French Collaborator, Soldiers
FRENCH COLLABORATOR
Call me Genevieve,
but don't ask me what comes next.
Oh, I'm not going to jump into the river
or take holy orders, or marry
one of those pie-faced Americans
who piss cigarettes and chocolate.
I'll never retrieve my job
on the boulevard Saint-Michel
where the vases have begun to sprout
lavender again,
nor will I have a child,
launch a boy in knee socks
to kick balls in the streets,
frightening pigeons
until someone measures him
and weighs him and shows him
what his country actually wants;
to help him blow his pretty legs off.
A girl would be worse of course,
one day walking on the other side of town
with her mother's sideways eyes
and an abortionist's address
in her coat pocket.
He wasn't even handsome, really.
Just sure.
I see him naked in my kitchen, drinking wine
from Bergerac, wearing a halo of newspapers.
When he left he did not ask me to come
because he knew with what gladness
the bombers were dismantling his city.
When my neighbors had my head shaved
to show everyone who I was,
the barber's hand shook
because he knew what I did,
what would have happened to Paris
if the Germans had not loved it.
SOLDIERS
Enough of your lily of the valley
and the gardenia bush wants water.
Women have yawned truculently by poolside
while bland crops grow, women have reproduced
little bent arms and little bent legs until I am sick
of this flotilla of carriages, the smell of breast milk
stewing in the malls.
Women mint these coins for spending.
Walls are for breaking, roofs are for letting rain in,
and we all know fire wants wood.
It is almost summer. We men walk like dogs,
we walk with our shirts off in the streets.
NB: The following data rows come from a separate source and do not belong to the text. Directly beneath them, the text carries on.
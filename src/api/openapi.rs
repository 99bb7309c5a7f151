//! OpenAPI documentation

use axum::Router;
use utoipa::OpenApi;
use utoipa_swagger_ui::SwaggerUi;

use crate::api::{auth, books, fines, health, loans, stats, users};

#[derive(OpenApi)]
#[openapi(
    info(
        title = "Libris API",
        version = "0.3.0",
        description = "Library loan and fine management REST API"
    ),
    servers(
        (url = "/api/v1", description = "API v1")
    ),
    paths(
        // Health
        health::health_check,
        health::readiness_check,
        // Auth
        auth::login,
        auth::signup,
        auth::me,
        auth::update_profile,
        // Books
        books::list_books,
        books::get_book,
        books::create_book,
        books::update_book,
        books::delete_book,
        // Users
        users::list_users,
        users::get_user,
        users::delete_user,
        users::get_user_loans,
        users::get_user_history,
        users::get_user_fines,
        users::get_outstanding_fines,
        users::get_user_summary,
        // Loans
        loans::borrow,
        loans::return_loan,
        // Fines
        fines::create_fine,
        fines::pay_fine,
        // Stats
        stats::get_stats,
        stats::get_genre_histogram,
    ),
    components(
        schemas(
            // Auth
            auth::LoginRequest,
            auth::LoginResponse,
            auth::UserInfo,
            crate::models::user::Signup,
            crate::models::user::UpdateProfile,
            crate::models::user::UserRole,
            // Books
            crate::models::book::Book,
            crate::models::book::CreateBook,
            crate::models::book::UpdateBook,
            // Loans
            loans::BorrowRequest,
            loans::ReturnResponse,
            crate::models::loan::Loan,
            crate::models::loan::LoanDetails,
            crate::models::loan::LoanHistoryEntry,
            // Fines
            fines::CreateFineRequest,
            crate::models::fine::Fine,
            crate::models::fine::FineDetails,
            users::OutstandingResponse,
            // Stats
            crate::services::stats::DashboardStats,
            crate::services::stats::GenreCount,
            crate::services::stats::UserSummary,
            // Health
            health::HealthResponse,
            // Errors
            crate::error::ErrorResponse,
        )
    ),
    tags(
        (name = "health", description = "Health check endpoints"),
        (name = "auth", description = "Authentication endpoints"),
        (name = "books", description = "Catalog management"),
        (name = "users", description = "User management and per-user ledgers"),
        (name = "loans", description = "Borrowing and returning"),
        (name = "fines", description = "Fine recording and payment"),
        (name = "stats", description = "Dashboard statistics")
    )
)]
pub struct ApiDoc;

/// Create the OpenAPI documentation router
pub fn create_openapi_router() -> Router {
    Router::new()
        .merge(SwaggerUi::new("/swagger-ui").url("/api-docs/openapi.json", ApiDoc::openapi()))
}
//! Books repository for database operations

use sqlx::{Pool, Postgres};

use crate::{
    error::{AppError, AppResult},
    models::book::{Book, BookQuery, CreateBook, UpdateBook},
};

#[derive(Clone)]
pub struct BooksRepository {
    pool: Pool<Postgres>,
}

impl BooksRepository {
    pub fn new(pool: Pool<Postgres>) -> Self {
        Self { pool }
    }

    /// Get book by ID
    pub async fn get_by_id(&self, id: i32) -> AppResult<Book> {
        sqlx::query_as::<_, Book>("SELECT * FROM books WHERE book_id = $1")
            .bind(id)
            .fetch_optional(&self.pool)
            .await?
            .ok_or_else(|| AppError::NotFound(format!("Book with id {} not found", id)))
    }

    /// Search the catalog: substring match over title, author, genre, and
    /// ISBN; empty query lists the catalog ordered by title.
    pub async fn search(&self, query: &BookQuery) -> AppResult<Vec<Book>> {
        let limit = query.limit.unwrap_or(50).clamp(1, 200);
        let offset = query.offset.unwrap_or(0).max(0);

        let books = match query.q.as_deref().map(str::trim).filter(|q| !q.is_empty()) {
            Some(q) => {
                let pattern = format!("%{}%", q);
                sqlx::query_as::<_, Book>(
                    r#"
                    SELECT * FROM books
                    WHERE title ILIKE $1 OR author ILIKE $1 OR genre ILIKE $1 OR isbn ILIKE $1
                    ORDER BY title
                    LIMIT $2 OFFSET $3
                    "#,
                )
                .bind(pattern)
                .bind(limit)
                .bind(offset)
                .fetch_all(&self.pool)
                .await?
            }
            None => {
                sqlx::query_as::<_, Book>("SELECT * FROM books ORDER BY title LIMIT $1 OFFSET $2")
                    .bind(limit)
                    .bind(offset)
                    .fetch_all(&self.pool)
                    .await?
            }
        };

        Ok(books)
    }

    /// Create a new book; all copies start available
    pub async fn create(&self, book: &CreateBook) -> AppResult<Book> {
        sqlx::query_as::<_, Book>(
            r#"
            INSERT INTO books (title, author, isbn, publication_year, genre, description,
                               total_copies, available_copies)
            VALUES ($1, $2, $3, $4, $5, $6, $7, $7)
            RETURNING *
            "#,
        )
        .bind(&book.title)
        .bind(&book.author)
        .bind(&book.isbn)
        .bind(book.publication_year)
        .bind(&book.genre)
        .bind(&book.description)
        .bind(book.total_copies)
        .fetch_one(&self.pool)
        .await
        .map_err(|e| AppError::conflict_on_unique(e, "A book with this ISBN already exists"))
    }

    /// Update bibliographic fields and the total copy count.
    ///
    /// Changing `total_copies` adjusts `available_copies` by the same delta
    /// so copies currently on loan stay accounted for; shrinking below the
    /// number on loan is rejected before any write.
    pub async fn update(&self, id: i32, book: &UpdateBook) -> AppResult<Book> {
        let mut tx = self.pool.begin().await?;

        let current = sqlx::query_as::<_, Book>("SELECT * FROM books WHERE book_id = $1 FOR UPDATE")
            .bind(id)
            .fetch_optional(&mut *tx)
            .await?
            .ok_or_else(|| AppError::NotFound(format!("Book with id {} not found", id)))?;

        let total = book.total_copies.unwrap_or(current.total_copies);
        let on_loan = current.total_copies - current.available_copies;
        if total < on_loan {
            return Err(AppError::Validation(format!(
                "Cannot reduce total copies below the {} currently on loan",
                on_loan
            )));
        }

        let updated = sqlx::query_as::<_, Book>(
            r#"
            UPDATE books
            SET title = COALESCE($2, title),
                author = COALESCE($3, author),
                isbn = COALESCE($4, isbn),
                publication_year = COALESCE($5, publication_year),
                genre = COALESCE($6, genre),
                description = COALESCE($7, description),
                total_copies = $8,
                available_copies = $8 - $9
            WHERE book_id = $1
            RETURNING *
            "#,
        )
        .bind(id)
        .bind(&book.title)
        .bind(&book.author)
        .bind(&book.isbn)
        .bind(book.publication_year)
        .bind(&book.genre)
        .bind(&book.description)
        .bind(total)
        .bind(on_loan)
        .fetch_one(&mut *tx)
        .await
        .map_err(|e| AppError::conflict_on_unique(e, "A book with this ISBN already exists"))?;

        tx.commit().await?;
        Ok(updated)
    }

    /// Delete a book and its closed loan/fine history in one transaction.
    ///
    /// Fails with `HasOpenLoans` while any copy is still out, so a concurrent
    /// borrow cannot race the delete into dangling rows.
    pub async fn delete(&self, id: i32) -> AppResult<()> {
        let mut tx = self.pool.begin().await?;

        // Lock the book row so a concurrent borrow serializes behind us
        let locked: Option<i32> =
            sqlx::query_scalar("SELECT book_id FROM books WHERE book_id = $1 FOR UPDATE")
                .bind(id)
                .fetch_optional(&mut *tx)
                .await?;
        if locked.is_none() {
            return Err(AppError::NotFound(format!("Book with id {} not found", id)));
        }

        let open_loans: i64 = sqlx::query_scalar(
            "SELECT COUNT(*) FROM loans WHERE book_id = $1 AND return_date IS NULL",
        )
        .bind(id)
        .fetch_one(&mut *tx)
        .await?;
        if open_loans > 0 {
            return Err(AppError::HasOpenLoans(format!(
                "Book has {} open loan(s) and cannot be deleted",
                open_loans
            )));
        }

        sqlx::query(
            "DELETE FROM fines WHERE loan_id IN (SELECT loan_id FROM loans WHERE book_id = $1)",
        )
        .bind(id)
        .execute(&mut *tx)
        .await?;

        sqlx::query("DELETE FROM loans WHERE book_id = $1")
            .bind(id)
            .execute(&mut *tx)
            .await?;

        sqlx::query("DELETE FROM books WHERE book_id = $1")
            .bind(id)
            .execute(&mut *tx)
            .await?;

        tx.commit().await?;
        Ok(())
    }

    /// Count books in the catalog
    pub async fn count(&self) -> AppResult<i64> {
        let count: i64 = sqlx::query_scalar("SELECT COUNT(*) FROM books")
            .fetch_one(&self.pool)
            .await?;
        Ok(count)
    }

    /// Books per genre, most common first
    pub async fn genre_histogram(&self) -> AppResult<Vec<(String, i64)>> {
        let rows: Vec<(String, i64)> = sqlx::query_as(
            r#"
            SELECT COALESCE(genre, 'Unknown') AS genre, COUNT(*)
            FROM books
            GROUP BY COALESCE(genre, 'Unknown')
            ORDER BY COUNT(*) DESC, genre
            "#,
        )
        .fetch_all(&self.pool)
        .await?;
        Ok(rows)
    }
}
Yesterday I crossed the bridge with a bottle of wine
in each hand; tomorrow my same lover will return
with the same smells in her hair, ready to disgorge
the entrails of books, knitting her brow
with the names of children.
Every time a train leaves, I am aware of my vacant seat
the way a child finds with his tongue the hole
where the tooth was. Bust my jar of baby teeth
and bury them in the garden. Crop my head.
The board aches for the nail, the nail aches for the board,
out where the cinders float down over the drugged fields
and nobody sleeps. It, too, is sexual.